___ The data

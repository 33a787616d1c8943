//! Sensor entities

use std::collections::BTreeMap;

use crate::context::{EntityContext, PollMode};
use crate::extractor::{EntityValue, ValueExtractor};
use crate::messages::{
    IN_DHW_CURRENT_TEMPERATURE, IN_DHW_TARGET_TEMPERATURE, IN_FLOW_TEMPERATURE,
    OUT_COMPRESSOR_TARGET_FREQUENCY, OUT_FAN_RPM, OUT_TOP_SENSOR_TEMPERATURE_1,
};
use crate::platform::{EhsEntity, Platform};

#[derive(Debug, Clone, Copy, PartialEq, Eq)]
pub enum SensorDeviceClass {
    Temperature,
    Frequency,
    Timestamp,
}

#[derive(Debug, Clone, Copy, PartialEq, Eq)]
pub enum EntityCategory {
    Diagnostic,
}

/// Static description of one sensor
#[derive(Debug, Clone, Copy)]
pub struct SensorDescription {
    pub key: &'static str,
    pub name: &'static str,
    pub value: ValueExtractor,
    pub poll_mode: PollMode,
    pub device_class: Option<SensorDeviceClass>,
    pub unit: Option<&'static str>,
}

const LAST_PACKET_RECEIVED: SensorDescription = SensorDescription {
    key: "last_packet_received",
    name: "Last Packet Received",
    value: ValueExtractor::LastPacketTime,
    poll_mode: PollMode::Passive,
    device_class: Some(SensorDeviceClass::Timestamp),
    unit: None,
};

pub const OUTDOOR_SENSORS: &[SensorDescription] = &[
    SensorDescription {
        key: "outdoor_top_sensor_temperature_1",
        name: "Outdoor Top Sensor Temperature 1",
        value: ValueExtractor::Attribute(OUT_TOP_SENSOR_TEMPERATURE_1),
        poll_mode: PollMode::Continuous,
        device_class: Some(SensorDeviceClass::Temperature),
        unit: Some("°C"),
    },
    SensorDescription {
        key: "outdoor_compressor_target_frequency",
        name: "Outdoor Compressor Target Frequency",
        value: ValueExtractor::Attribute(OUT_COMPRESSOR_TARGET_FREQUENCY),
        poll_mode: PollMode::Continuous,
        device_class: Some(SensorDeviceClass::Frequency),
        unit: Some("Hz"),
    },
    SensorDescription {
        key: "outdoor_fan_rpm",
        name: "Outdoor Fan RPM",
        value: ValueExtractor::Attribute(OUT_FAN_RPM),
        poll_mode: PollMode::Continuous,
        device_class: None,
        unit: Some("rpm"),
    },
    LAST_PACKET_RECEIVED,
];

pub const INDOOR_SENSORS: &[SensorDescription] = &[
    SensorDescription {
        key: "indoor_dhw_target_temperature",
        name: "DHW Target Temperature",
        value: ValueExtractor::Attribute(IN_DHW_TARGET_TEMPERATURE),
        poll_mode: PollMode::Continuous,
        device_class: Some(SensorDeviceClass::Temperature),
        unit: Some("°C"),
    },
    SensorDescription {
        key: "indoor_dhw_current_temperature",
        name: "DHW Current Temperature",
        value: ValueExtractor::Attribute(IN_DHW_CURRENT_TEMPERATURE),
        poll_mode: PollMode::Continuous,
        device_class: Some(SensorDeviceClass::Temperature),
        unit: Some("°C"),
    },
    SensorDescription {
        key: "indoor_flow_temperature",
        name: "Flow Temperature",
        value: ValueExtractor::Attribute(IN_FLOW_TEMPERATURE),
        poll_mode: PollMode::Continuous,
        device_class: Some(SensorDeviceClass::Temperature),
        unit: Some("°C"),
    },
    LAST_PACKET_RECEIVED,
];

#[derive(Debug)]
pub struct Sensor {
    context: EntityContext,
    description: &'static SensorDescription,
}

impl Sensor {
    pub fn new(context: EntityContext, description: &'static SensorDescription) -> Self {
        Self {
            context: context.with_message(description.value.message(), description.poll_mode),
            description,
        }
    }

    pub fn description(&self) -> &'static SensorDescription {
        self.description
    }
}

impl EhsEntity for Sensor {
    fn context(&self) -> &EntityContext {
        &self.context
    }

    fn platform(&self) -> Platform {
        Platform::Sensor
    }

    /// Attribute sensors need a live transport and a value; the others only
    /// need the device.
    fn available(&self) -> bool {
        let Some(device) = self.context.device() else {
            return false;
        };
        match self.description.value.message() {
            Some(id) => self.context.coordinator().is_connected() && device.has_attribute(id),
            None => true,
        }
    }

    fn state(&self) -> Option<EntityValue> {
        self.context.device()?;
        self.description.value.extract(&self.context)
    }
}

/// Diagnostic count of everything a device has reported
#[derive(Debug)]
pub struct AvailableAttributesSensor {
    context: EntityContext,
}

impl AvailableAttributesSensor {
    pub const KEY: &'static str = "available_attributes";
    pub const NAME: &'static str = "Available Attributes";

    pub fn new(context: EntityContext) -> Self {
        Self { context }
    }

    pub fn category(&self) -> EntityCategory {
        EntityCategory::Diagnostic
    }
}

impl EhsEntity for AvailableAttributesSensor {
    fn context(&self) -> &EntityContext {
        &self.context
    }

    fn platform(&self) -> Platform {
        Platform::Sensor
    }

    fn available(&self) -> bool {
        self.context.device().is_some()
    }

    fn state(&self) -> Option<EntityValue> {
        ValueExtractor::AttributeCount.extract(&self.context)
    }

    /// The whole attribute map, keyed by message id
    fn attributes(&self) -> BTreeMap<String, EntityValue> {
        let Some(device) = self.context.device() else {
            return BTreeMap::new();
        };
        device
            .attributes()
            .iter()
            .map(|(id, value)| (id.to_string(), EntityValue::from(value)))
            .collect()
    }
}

______

Print, exactly and only, the lines running from the one with "EntityCategory::Diagnostic" to the end of the data above.

        EntityCategory::Diagnostic
    }
}

impl EhsEntity for AvailableAttributesSensor {
    fn context(&self) -> &EntityContext {
        &self.context
    }

    fn platform(&self) -> Platform {
        Platform::Sensor
    }

    fn available(&self) -> bool {
        self.context.device().is_some()
    }

    fn state(&self) -> Option<EntityValue> {
        ValueExtractor::AttributeCount.extract(&self.context)
    }

    /// The whole attribute map, keyed by message id
    fn attributes(&self) -> BTreeMap<String, EntityValue> {
        let Some(device) = self.context.device() else {
            return BTreeMap::new();
        };
        device
            .attributes()
            .iter()
            .map(|(id, value)| (id.to_string(), EntityValue::from(value)))
            .collect()
    }
}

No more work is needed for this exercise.